November 7th, 2019

Painting in a Visual (Abstract) Medium

Justin Davis, MBBS

Justin Davis, MBBS, is a Chief Resident at Barwon Health in Geelong, Australia.

I’m not creative. I wish I were. I listen to music (with my particular choices being classical and music from video games) and wonder to myself how people are able to come up with such amazing pieces of art and media. I’ve tried it myself. I used to play piano back in med school, before the constant house moving and having to pay to get the piano moved separately and tuned each time made it non-financially viable (my old piano is elsewhere now, and my current time is taken up by way too many non-creative things to realistically pick it back up). I tried to create music, tried to rack my brains to come up with something. But my brains just won’t rack, not in that way. In a similar fashion, I don’t learn in a visual manner. I’ve seen people draw beautiful flow charts and mind maps while they were studying, but mine are simply walls of text with nary a colour, paragraph, or picture in there. It’s just how I work.

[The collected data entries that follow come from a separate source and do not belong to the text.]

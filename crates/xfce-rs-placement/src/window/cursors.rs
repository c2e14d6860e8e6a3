use crate::core::Edges;

/// Cursor image requested while the seat's focus is overridden.
#[derive(Debug, Clone, Copy, PartialEq, Eq)]
pub enum CursorImage {
    Default,
    Grab,
    Resize(Edges),
}

impl CursorImage {
    /// Xcursor theme name for this image.
    pub fn name(&self) -> &'static str {
        match *self {
            CursorImage::Default => "left_ptr",
            CursorImage::Grab => "fleur",
            CursorImage::Resize(edges) => resize_cursor_name(edges),
        }
    }
}

fn resize_cursor_name(edges: Edges) -> &'static str {
    if edges == Edges::TOP_LEFT {
        "top_left_corner"
    } else if edges == Edges::TOP_RIGHT {
        "top_right_corner"
    } else if edges == Edges::BOTTOM_LEFT {
        "bottom_left_corner"
    } else if edges == Edges::BOTTOM_RIGHT {
        "bottom_right_corner"
    } else if edges == Edges::TOP {
        "top_side"
    } else if edges == Edges::BOTTOM {
        "bottom_side"
    } else if edges == Edges::LEFT {
        "left_side"
    } else if edges == Edges::RIGHT {
        "right_side"
    } else {
        "left_ptr"
    }
}
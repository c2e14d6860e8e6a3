use crate::config::SnapConfig;
use crate::core::{Direction, Edges, Point};
use crate::window::desktop::Desktop;
use crate::window::output::OutputId;

/// Result of an edge probe.
#[derive(Debug, Clone, Copy, PartialEq, Eq)]
pub struct EdgeHit {
    pub output: OutputId,
    /// One cardinal edge, optionally combined with a perpendicular one for corners.
    pub edges: Edges,
    /// The cardinal edge borders another output rather than the outside of the layout.
    pub inner: bool,
}

/// Which edge of the output under the cursor, if any, the cursor is close enough to snap to.
pub fn edge_from_cursor(desktop: &Desktop, cursor: Point, config: &SnapConfig) -> Option<EdgeHit> {
    // 1. Output nearest to the cursor
    let output_id = desktop.nearest_output(cursor)?;
    let output = desktop.output(output_id)?;
    if !output.is_usable() {
        return None;
    }

    // 2. Tighter ranges where another output continues the layout
    let range = |direction: Direction| {
        if desktop.has_neighbor(output_id, direction) {
            config.range_inner
        } else {
            config.range_outer
        }
    };
    let top = range(Direction::Up);
    let bottom = range(Direction::Down);
    let left = range(Direction::Left);
    let right = range(Direction::Right);

    // 3. Distance to each edge of the usable area, top/bottom/left/right priority
    let area = output.usable_area;
    let local = cursor - area.origin();
    let primary = if top > 0 && local.y < top {
        Direction::Up
    } else if bottom > 0 && local.y >= area.height - bottom {
        Direction::Down
    } else if left > 0 && local.x < left {
        Direction::Left
    } else if right > 0 && local.x >= area.width - right {
        Direction::Right
    } else {
        return None;
    };

    // 4. Corner extension along the perpendicular axis
    let mut edges = primary.edge();
    let corner = config.corner_range;
    if corner > 0 {
        match primary {
            Direction::Up | Direction::Down => {
                if local.x < corner {
                    edges |= Edges::LEFT;
                } else if local.x >= area.width - corner {
                    edges |= Edges::RIGHT;
                }
            }
            Direction::Left | Direction::Right => {
                if local.y < corner {
                    edges |= Edges::TOP;
                } else if local.y >= area.height - corner {
                    edges |= Edges::BOTTOM;
                }
            }
        }
    }

    Some(EdgeHit {
        output: output_id,
        edges,
        inner: desktop.has_neighbor(output_id, primary),
    })
}

#[cfg(test)]
mod tests {
    use super::*;
    use crate::core::Rect;
    use crate::window::output::Output;

    fn config() -> SnapConfig {
        SnapConfig {
            range_inner: 5,
            range_outer: 20,
            corner_range: 50,
            ..SnapConfig::default()
        }
    }

    fn single() -> (Desktop, OutputId) {
        let mut desktop = Desktop::new();
        let id = desktop.add_output(Output::new("eDP-1", Rect::new(0, 0, 1920, 1080)));
        (desktop, id)
    }

    #[test]
    fn test_left_edge() {
        let (desktop, id) = single();
        let hit = edge_from_cursor(&desktop, Point::new(5, 500), &config()).unwrap();
        assert_eq!(hit, EdgeHit { output: id, edges: Edges::LEFT, inner: false });
    }

    #[test]
    fn test_priority_and_corners() {
        let (desktop, _) = single();
        let cfg = config();
        // Top wins over left, then the corner range adds LEFT.
        let hit = edge_from_cursor(&desktop, Point::new(3, 3), &cfg).unwrap();
        assert_eq!(hit.edges, Edges::TOP_LEFT);
        let hit = edge_from_cursor(&desktop, Point::new(1919, 1079), &cfg).unwrap();
        assert_eq!(hit.edges, Edges::BOTTOM_RIGHT);
        let hit = edge_from_cursor(&desktop, Point::new(1910, 1040), &cfg).unwrap();
        assert_eq!(hit.edges, Edges::BOTTOM_RIGHT);
        let hit = edge_from_cursor(&desktop, Point::new(960, 2), &cfg).unwrap();
        assert_eq!(hit.edges, Edges::TOP);
        assert!(edge_from_cursor(&desktop, Point::new(960, 540), &cfg).is_none());
    }

    #[test]
    fn test_zero_range_disables() {
        let (desktop, _) = single();
        let cfg = SnapConfig { range_outer: 0, ..config() };
        assert!(edge_from_cursor(&desktop, Point::new(0, 500), &cfg).is_none());
        assert!(edge_from_cursor(&desktop, Point::new(0, 0), &cfg).is_none());

        let cfg = SnapConfig { corner_range: 0, ..config() };
        assert_eq!(edge_from_cursor(&desktop, Point::new(0, 0), &cfg).unwrap().edges, Edges::TOP);
    }

    #[test]
    fn test_inner_edge_uses_tighter_range() {
        let (mut desktop, left) = single();
        desktop.add_output(Output::new("HDMI-1", Rect::new(1920, 0, 1920, 1080)));
        let cfg = config();
        // 10px from the shared edge: outside the inner range of 5.
        assert!(edge_from_cursor(&desktop, Point::new(1910, 500), &cfg).is_none());
        let hit = edge_from_cursor(&desktop, Point::new(1917, 500), &cfg).unwrap();
        assert_eq!(hit, EdgeHit { output: left, edges: Edges::RIGHT, inner: true });
        // The outer left edge keeps the wide range.
        assert!(edge_from_cursor(&desktop, Point::new(15, 500), &cfg).is_some());
    }

    #[test]
    fn test_usable_area_offsets() {
        let mut desktop = Desktop::new();
        desktop.add_output(
            Output::new("eDP-1", Rect::new(0, 0, 1920, 1080)).with_usable_area(Rect::new(0, 30, 1920, 1050)),
        );
        // Over the top panel the cursor is above the usable area and still counts as top.
        let hit = edge_from_cursor(&desktop, Point::new(960, 10), &config()).unwrap();
        assert_eq!(hit.edges, Edges::TOP);
        assert!(edge_from_cursor(&desktop, Point::new(960, 60), &config()).is_none());
    }
}
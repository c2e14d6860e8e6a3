//! One-way presentation sink and timer facility consumed by the engine.

use std::time::Duration;

use crate::core::Rect;
use crate::window::output::OutputId;
use crate::window::view::ViewId;

#[derive(Debug, Clone, Copy, PartialEq, Eq)]
pub enum OverlayKind {
    Region,
    Edge,
}

/// One row of the window switcher.
#[derive(Debug, Clone, PartialEq, Eq)]
pub struct OsdItem {
    pub view: ViewId,
    pub title: String,
    pub geometry: Rect,
}

/// Receives everything the engine wants drawn. Nothing is returned to the engine.
///
/// All methods default to doing nothing so a backend only implements what it shows.
pub trait Presenter {
    fn show_overlay(&mut self, _geometry: Rect, _kind: OverlayKind) {}

    fn hide_overlay(&mut self) {}

    fn show_resize_indicator(&mut self, _view: ViewId, _geometry: Rect) {}

    fn hide_resize_indicator(&mut self) {}

    fn create_cycle_osd(&mut self, _output: OutputId, _panel: Rect, _items: &[OsdItem], _selected: usize) {}

    fn highlight_cycle_osd(&mut self, _output: OutputId, _selected: usize) {}

    fn destroy_cycle_osd(&mut self, _output: OutputId) {}

    /// A view's geometry changed and should be sent to its client.
    fn configure_view(&mut self, _view: ViewId, _geometry: Rect) {}
}

/// The single one-shot timer behind the delayed edge overlay.
///
/// Arming an armed timer reschedules it; disarming an idle timer does nothing.
/// When it fires the host delivers `Event::OverlayTimeout`.
pub trait OverlayTimer {
    fn arm(&mut self, delay: Duration);

    fn disarm(&mut self);
}

#[derive(Debug, Default, Clone, Copy)]
pub struct NullPresenter;

impl Presenter for NullPresenter {}

#[derive(Debug, Clone, PartialEq, Eq)]
pub enum PresentCall {
    ShowOverlay(Rect, OverlayKind),
    HideOverlay,
    ShowResizeIndicator(ViewId, Rect),
    HideResizeIndicator,
    CreateCycleOsd { output: OutputId, panel: Rect, items: Vec<OsdItem>, selected: usize },
    HighlightCycleOsd { output: OutputId, selected: usize },
    DestroyCycleOsd(OutputId),
    ConfigureView(ViewId, Rect),
}

/// Keeps every call, for tests and for the replay tool.
#[derive(Debug, Default, Clone)]
pub struct RecordingPresenter {
    pub calls: Vec<PresentCall>,
}

impl RecordingPresenter {
    pub fn new() -> Self {
        Self::default()
    }

    pub fn take(&mut self) -> Vec<PresentCall> {
        std::mem::take(&mut self.calls)
    }

    /// Most recent overlay call, if any.
    pub fn last_overlay(&self) -> Option<&PresentCall> {
        self.calls
            .iter()
            .rev()
            .find(|c| matches!(c, PresentCall::ShowOverlay(..) | PresentCall::HideOverlay))
    }
}

impl Presenter for RecordingPresenter {
    fn show_overlay(&mut self, geometry: Rect, kind: OverlayKind) {
        self.calls.push(PresentCall::ShowOverlay(geometry, kind));
    }

    fn hide_overlay(&mut self) {
        self.calls.push(PresentCall::HideOverlay);
    }

    fn show_resize_indicator(&mut self, view: ViewId, geometry: Rect) {
        self.calls.push(PresentCall::ShowResizeIndicator(view, geometry));
    }

    fn hide_resize_indicator(&mut self) {
        self.calls.push(PresentCall::HideResizeIndicator);
    }

    fn create_cycle_osd(&mut self, output: OutputId, panel: Rect, items: &[OsdItem], selected: usize) {
        self.calls.push(PresentCall::CreateCycleOsd { output, panel, items: items.to_vec(), selected });
    }

    fn highlight_cycle_osd(&mut self, output: OutputId, selected: usize) {
        self.calls.push(PresentCall::HighlightCycleOsd { output, selected });
    }

    fn destroy_cycle_osd(&mut self, output: OutputId) {
        self.calls.push(PresentCall::DestroyCycleOsd(output));
    }

    fn configure_view(&mut self, view: ViewId, geometry: Rect) {
        self.calls.push(PresentCall::ConfigureView(view, geometry));
    }
}

/// Timer driven by hand: records the requested delay, the host fires it.
#[derive(Debug, Default, Clone)]
pub struct ManualTimer {
    pub armed: Option<Duration>,
    pub arm_count: usize,
}

impl ManualTimer {
    pub fn new() -> Self {
        Self::default()
    }

    pub fn is_armed(&self) -> bool {
        self.armed.is_some()
    }

    /// Expire the timer. Returns whether it was armed; the caller then
    /// delivers `Event::OverlayTimeout`.
    pub fn fire(&mut self) -> bool {
        self.armed.take().is_some()
    }
}

impl OverlayTimer for ManualTimer {
    fn arm(&mut self, delay: Duration) {
        self.armed = Some(delay);
        self.arm_count += 1;
    }

    fn disarm(&mut self) {
        self.armed = None;
    }
}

Which brings me to today’s topic and why I find it rather fascinating that use of the visual abstract is increasing in social media to create engagement as well as to disseminate scientific information. If you haven’t heard of visual abstracts, it might be because they are a relatively new thing — only a mere 3 years old. They were first coined by a clever chap by the name of Andrew Ibrahim who showed that use of these constructs on social media platforms increased engagement with the post compared with a simple text-based design, despite them carrying essentially the same information. (Regular readers of my blog posts may have noticed there’s a social media theme here once again. In my earlier discussion of the Nephrology Social Media Collective (NSMC) and the fantastic work they do promoting free online medical education through social media, I failed to mention that the NSMC has strongly taken up use of visual abstracts and are actively teaching others how to make them.)

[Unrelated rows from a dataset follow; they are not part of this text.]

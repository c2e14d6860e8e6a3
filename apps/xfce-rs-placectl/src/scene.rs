use std::collections::HashMap;
use std::path::Path;
use std::time::Duration;

use anyhow::{anyhow, Context, Result};
use serde::Deserialize;
use tracing::debug;

use xfce_rs_placement::{
    Action, Axes, Edges, Event, Modifiers, OutputId, PlacementState, Presenter, OverlayTimer, Rect, View, ViewFlags,
    ViewId, WindowManager,
};

/// A recorded desktop: outputs, views and the input to replay against them.
#[derive(Debug, Clone, Deserialize)]
pub struct Scene {
    #[serde(default)]
    pub outputs: Vec<SceneOutput>,
    #[serde(default)]
    pub views: Vec<SceneView>,
    /// View holding keyboard focus when the replay starts.
    pub focus: Option<String>,
    #[serde(default)]
    pub events: Vec<SceneEvent>,
}

#[derive(Debug, Clone, Deserialize)]
pub struct SceneOutput {
    pub name: String,
    pub geometry: Rect,
    pub usable_area: Option<Rect>,
    #[serde(default = "default_true")]
    pub enabled: bool,
}

#[derive(Debug, Clone, Copy, PartialEq, Eq, Default, Deserialize)]
#[serde(rename_all = "snake_case")]
pub enum ScenePlacement {
    #[default]
    Floating,
    Tiled,
    Maximized,
    Fullscreen,
}

#[derive(Debug, Clone, Deserialize)]
pub struct SceneView {
    pub name: String,
    pub geometry: Rect,
    /// Floating geometry for views that start tiled or maximized.
    pub natural: Option<Rect>,
    #[serde(default)]
    pub placement: ScenePlacement,
    /// Edges for `placement = "tiled"`.
    pub edges: Option<Edges>,
    pub parent: Option<String>,
    #[serde(default = "default_true")]
    pub focusable: bool,
    #[serde(default)]
    pub fixed_position: bool,
    #[serde(default)]
    pub reserves_strut: bool,
    #[serde(default)]
    pub modal: bool,
}

#[derive(Debug, Clone, Deserialize)]
#[serde(tag = "type", rename_all = "snake_case")]
pub enum SceneEvent {
    Motion { x: i32, y: i32 },
    Press { x: i32, y: i32 },
    Release,
    Modifiers { modifiers: Modifiers },
    Move { view: String },
    Resize { view: String, edges: Option<Edges> },
    Next,
    Previous,
    Confirm,
    Cancel,
    MenuOpen,
    MenuClose,
    /// Let time pass so a pending overlay timer can fire.
    Wait { ms: u64 },
    Destroy { view: String },
    UsableArea { output: String, area: Rect },
    EnableOutput { output: String, enabled: bool },
    RemoveOutput { output: String },
}

/// One replay step after names were resolved.
#[derive(Debug, Clone)]
pub enum Step {
    Event(Event),
    Wait(Duration),
}

fn default_true() -> bool {
    true
}

/// Handles for the named objects of a scene.
#[derive(Debug, Default)]
pub struct Names {
    pub views: HashMap<String, ViewId>,
    pub outputs: HashMap<String, OutputId>,
}

impl Names {
    fn view(&self, name: &str) -> Result<ViewId> {
        self.views.get(name).copied().ok_or_else(|| anyhow!("Unknown view '{}'", name))
    }

    fn output(&self, name: &str) -> Result<OutputId> {
        self.outputs.get(name).copied().ok_or_else(|| anyhow!("Unknown output '{}'", name))
    }

    pub fn view_name(&self, id: ViewId) -> Option<&str> {
        self.views.iter().find(|(_, v)| **v == id).map(|(name, _)| name.as_str())
    }
}

impl Scene {
    pub fn load(path: &Path) -> Result<Self> {
        let content =
            std::fs::read_to_string(path).with_context(|| format!("Failed to read scene {}", path.display()))?;
        toml::from_str(&content).with_context(|| format!("Failed to parse scene {}", path.display()))
    }

    /// Add the scene's outputs and views to `wm` and resolve the event list.
    pub fn populate<P: Presenter, T: OverlayTimer>(&self, wm: &mut WindowManager<P, T>) -> Result<(Names, Vec<Step>)> {
        let mut names = Names::default();

        for output in &self.outputs {
            let mut o = xfce_rs_placement::Output::new(output.name.clone(), output.geometry);
            if let Some(area) = output.usable_area {
                o = o.with_usable_area(area);
            }
            o.enabled = output.enabled;
            let id = wm.add_output(o);
            names.outputs.insert(output.name.clone(), id);
        }

        for view in &self.views {
            let id = wm.add_view(self.build_view(view, &names)?);
            if names.views.insert(view.name.clone(), id).is_some() {
                return Err(anyhow!("View '{}' declared twice", view.name));
            }
        }

        if let Some(focus) = &self.focus {
            wm.seat.keyboard_focus = Some(names.view(focus)?);
        }

        let steps = self
            .events
            .iter()
            .map(|event| resolve(event, &names))
            .collect::<Result<Vec<_>>>()?;
        debug!("Scene resolved: {} outputs, {} views, {} steps", names.outputs.len(), names.views.len(), steps.len());
        Ok((names, steps))
    }

    fn build_view(&self, view: &SceneView, names: &Names) -> Result<View> {
        let placement = match view.placement {
            ScenePlacement::Floating => PlacementState::Floating,
            ScenePlacement::Tiled => PlacementState::Tiled {
                edges: view.edges.ok_or_else(|| anyhow!("Tiled view '{}' needs edges", view.name))?,
            },
            ScenePlacement::Maximized => PlacementState::Maximized { axes: Axes::all() },
            ScenePlacement::Fullscreen => PlacementState::Fullscreen,
        };

        let mut flags = ViewFlags::empty();
        flags.set(ViewFlags::FIXED_POSITION, view.fixed_position);
        flags.set(ViewFlags::RESERVES_STRUT, view.reserves_strut);
        flags.set(ViewFlags::MODAL, view.modal);

        let mut built = View::new(view.name.clone(), view.geometry).with_flags(flags).with_placement(placement);
        built.focusable = view.focusable;
        if let Some(natural) = view.natural {
            built.natural = natural;
        }
        if let Some(parent) = &view.parent {
            built = built.with_parent(names.view(parent)?);
        }
        Ok(built)
    }
}

fn resolve(event: &SceneEvent, names: &Names) -> Result<Step> {
    let event = match event {
        SceneEvent::Motion { x, y } => Event::PointerMotion { x: *x, y: *y },
        SceneEvent::Press { x, y } => Event::ButtonPress { x: *x, y: *y },
        SceneEvent::Release => Event::ButtonRelease,
        SceneEvent::Modifiers { modifiers } => Event::ModifiersChanged(*modifiers),
        SceneEvent::Move { view } => Event::Action(Action::Move(names.view(view)?)),
        SceneEvent::Resize { view, edges } => Event::Action(Action::Resize(names.view(view)?, *edges)),
        SceneEvent::Next => Event::Action(Action::NextWindow),
        SceneEvent::Previous => Event::Action(Action::PreviousWindow),
        SceneEvent::Confirm => Event::Action(Action::CycleConfirm),
        SceneEvent::Cancel => Event::Action(Action::Cancel),
        SceneEvent::MenuOpen => Event::Action(Action::MenuOpen),
        SceneEvent::MenuClose => Event::Action(Action::MenuClose),
        SceneEvent::Wait { ms } => return Ok(Step::Wait(Duration::from_millis(*ms))),
        SceneEvent::Destroy { view } => Event::ViewDestroyed(names.view(view)?),
        SceneEvent::UsableArea { output, area } => Event::OutputUsableAreaChanged {
            output: names.output(output)?,
            usable_area: *area,
        },
        SceneEvent::EnableOutput { output, enabled } => Event::OutputEnabled {
            output: names.output(output)?,
            enabled: *enabled,
        },
        SceneEvent::RemoveOutput { output } => Event::OutputRemoved(names.output(output)?),
    };
    Ok(Step::Event(event))
}

#[cfg(test)]
mod tests {
    use super::*;
    use xfce_rs_placement::{Desktop, ManualTimer, NullPresenter, PlacementConfig};

    const SCENE: &str = r#"
focus = "term"

[[outputs]]
name = "DP-1"
geometry = { x = 0, y = 0, width = 1920, height = 1080 }

[[views]]
name = "term"
geometry = { x = 600, y = 300, width = 400, height = 300 }

[[views]]
name = "editor"
geometry = { x = 0, y = 0, width = 960, height = 1080 }
placement = "tiled"
edges = "LEFT"

[[events]]
type = "move"
view = "term"

[[events]]
type = "motion"
x = 5
y = 500

[[events]]
type = "wait"
ms = 600

[[events]]
type = "release"
"#;

    #[test]
    fn test_scene_parses_and_resolves() {
        let scene: Scene = toml::from_str(SCENE).unwrap();
        let mut wm = WindowManager::new(PlacementConfig::default(), Desktop::new(), NullPresenter, ManualTimer::new());
        let (names, steps) = scene.populate(&mut wm).unwrap();

        let term = names.views["term"];
        let editor = names.views["editor"];
        assert_eq!(wm.seat.keyboard_focus, Some(term));
        assert_eq!(
            wm.desktop.view(editor).unwrap().placement,
            PlacementState::Tiled { edges: Edges::LEFT }
        );
        assert_eq!(steps.len(), 4);
        assert!(matches!(steps[0], Step::Event(Event::Action(Action::Move(v))) if v == term));
        assert!(matches!(steps[2], Step::Wait(d) if d == Duration::from_millis(600)));
        assert_eq!(names.view_name(editor), Some("editor"));
    }

    #[test]
    fn test_unknown_view_is_an_error() {
        let scene: Scene = toml::from_str("[[events]]\ntype = \"destroy\"\nview = \"ghost\"\n").unwrap();
        let mut wm = WindowManager::new(PlacementConfig::default(), Desktop::new(), NullPresenter, ManualTimer::new());
        assert!(scene.populate(&mut wm).is_err());
    }
}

When you stop to think about it, why wouldn’t visual presentations be better? How many of us have stood there, bored in a line, waiting for coffee or public transport or whatever it might be, and scrolling through Instagram or Reddit? These platforms are visual places. Things catch your eye, and you stop to read more about them. It’s so much easier to blithely scroll past several posts that are just blocks of text than it is to pass something that is colourful, creative, and (especially in our case) conveying important results of the study in an easily digestible fashion. A social media platform can be used for some amazing online education, but it is the same platform that can be shallow and cause your personal presentation to be easily missed if it’s simply conveyed in text. And we wouldn’t want that, now would we?

This way of disseminating information is becoming increasingly common. You may have noticed The New England Journal of Medicine, for example, doing just that. A quick perusal of NEJM’s twitter feed reveals several visual abstracts pertaining to some recent articles, such as the article about transcatheter aortic valve replacement in low-risk patients, to pick one example. The same information as the text. A better style of presenting it.

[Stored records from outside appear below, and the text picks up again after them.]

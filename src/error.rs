/// Errors from the Apps Script proxy and the sheet CSV exports.
#[derive(Debug, thiserror::Error)]
pub enum RemoteError {
    #[error("Apps Script URL is not configured")]
    MissingUrl,

    /// The HTTP request itself failed (network, DNS, TLS, timeout).
    #[error("HTTP request failed: {0}")]
    Request(#[from] reqwest::Error),

    #[error("remote store returned {status}: {body}")]
    Status { status: u16, body: String },

    /// The script answered with an `error` field.
    #[error("remote store rejected the request: {0}")]
    Script(String),

    #[error("malformed payload: {0}")]
    Payload(#[from] serde_json::Error),

    #[error("malformed CSV export: {0}")]
    Csv(#[from] csv::Error),
}

#[derive(Debug, thiserror::Error)]
pub enum NurseryError {
    #[error("Validation failed: {0}")]
    Validation(String),

    #[error("{week} is locked and cannot be changed")]
    WeekLocked { week: String },

    #[error("{name} is not active on {week}")]
    InactiveMember { name: String, week: String },

    #[error("Unknown week: {0}")]
    UnknownWeek(String),

    #[error("Member not found: {0}")]
    MemberNotFound(String),

    #[error("unlocking {week} requires confirmation")]
    UnlockNotConfirmed { week: String },

    #[error(transparent)]
    Remote(#[from] RemoteError),
}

An example of a visual abstract I’ve done for an ongoing manuscript (hence the removal of certain pieces of text. You understand).

You might wonder why I talked about creativity at the beginning of my blog post. One reason — I like to start my post with something relatable (although I’m sure many of our constant readers are much more artistically talented than I am), but another reason was to convey that I don’t think you have to be creatively minded to design and produce an engaging visual abstract. Don’t get me wrong — it doesn’t hurt! I’m sure the ones I have created have terrible colour choices that clash and a layout that definitely could be improved on with some creative flair. But despite my total lack of creativity, I can still produce an abstract which is probably kinda ok. Because, like reading and playing music, they follow a structure (which again, I’m sure others can and have improved on, but my type A personality brain just doesn’t stretch in that fashion) to convey their information, which can be replicated. And while there is a learning curve as to what is/isn’t important and how to convey information in a minimalist manner, once you get the basic components of it down, it’s definitely something many people can pick up and use to produce amazing work. You can even make them in PowerPoint, that staple of presentations everywhere.

I’m fortunate once again that during my NSMC internship, I was mentored in the use of visual abstracts, and completed a project in which we produced them for various publications and honed our skills. I’ve even started to incorporate them into my manuscript submissions to journals as I feel that such things only serve to strengthen a paper (please see one slightly redacted version here — it’s a work in progress). I certainly find them a lot easier to read and engage with on Twitter or other social media platforms. And perhaps you do, too? (It’s slightly ironic, isn’t it, that I’ve written a wall of text in order to champion a simple minimalist visual format? Ah, well).

“You can see everything. You can unsee nothing.”